══ DATASET RECORDS

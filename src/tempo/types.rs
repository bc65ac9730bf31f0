//! Serde types matching the Tempo worklog endpoint.

use chrono::NaiveDate;
use serde::{Deserialize, Serialize};

/// Body of `POST /worklogs`. Billable seconds always equal the time spent.
#[derive(Debug, Clone, Serialize)]
#[serde(rename_all = "camelCase")]
pub struct WorklogCreate {
  pub author_account_id: String,
  pub issue_id: i64,
  pub start_date: NaiveDate,
  pub start_time: String,
  pub time_spent_seconds: i64,
  pub billable_seconds: i64,
  pub description: String,
}

/// The slice of the creation response the importer reports on.
#[derive(Debug, Clone, Deserialize)]
#[serde(rename_all = "camelCase")]
pub struct CreatedWorklog {
  pub tempo_worklog_id: i64,
  pub start_date: NaiveDate,
  pub start_time: String,
  pub time_spent_seconds: i64,
  pub issue: WorklogIssue,
}

#[derive(Debug, Clone, Deserialize)]
pub struct WorklogIssue {
  pub id: i64,
}
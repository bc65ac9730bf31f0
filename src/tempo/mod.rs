//! Worklog submission against the Tempo REST API.

mod client;
mod error;
mod types;

pub use client::TempoClient;
pub use error::TempoError;
pub use types::{CreatedWorklog, WorklogCreate};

════

EXERCISE DETAILS: Each line of the records should be transcribed without change.

WRITTEN RESPONSE:
filename src/tempo/types.rs
repository bc65ac9730bf31f0
//! Serde types matching the Tempo worklog endpoint.

use chrono::NaiveDate;
use serde::{Deserialize, Serialize};

/// Body of `POST /worklogs`. Billable seconds always equal the time spent.
#[derive(Debug, Clone, Serialize)]
#[serde(rename_all = "camelCase")]
pub struct WorklogCreate {
  pub author_account_id: String,
  pub issue_id: i64,
  pub start_date: NaiveDate,
  pub start_time: String,
  pub time_spent_seconds: i64,
  pub billable_seconds: i64,
  pub description: String,
}

/// The slice of the creation response the importer reports on.
#[derive(Debug, Clone, Deserialize)]
#[serde(rename_all = "camelCase")]
pub struct CreatedWorklog {
  pub tempo_worklog_id: i64,
  pub start_date: NaiveDate,
  pub start_time: String,
  pub time_spent_seconds: i64,
  pub issue: WorklogIssue,
}

#[derive(Debug, Clone, Deserialize)]
pub struct WorklogIssue {
  pub id: i64,
}
repository bc65ac9730bf31f0
filename src/tempo/mod.rs
//! Worklog submission against the Tempo REST API.

mod client;
mod error;
mod types;

pub use client::TempoClient;
pub use error::TempoError;
pub use types::{CreatedWorklog, WorklogCreate};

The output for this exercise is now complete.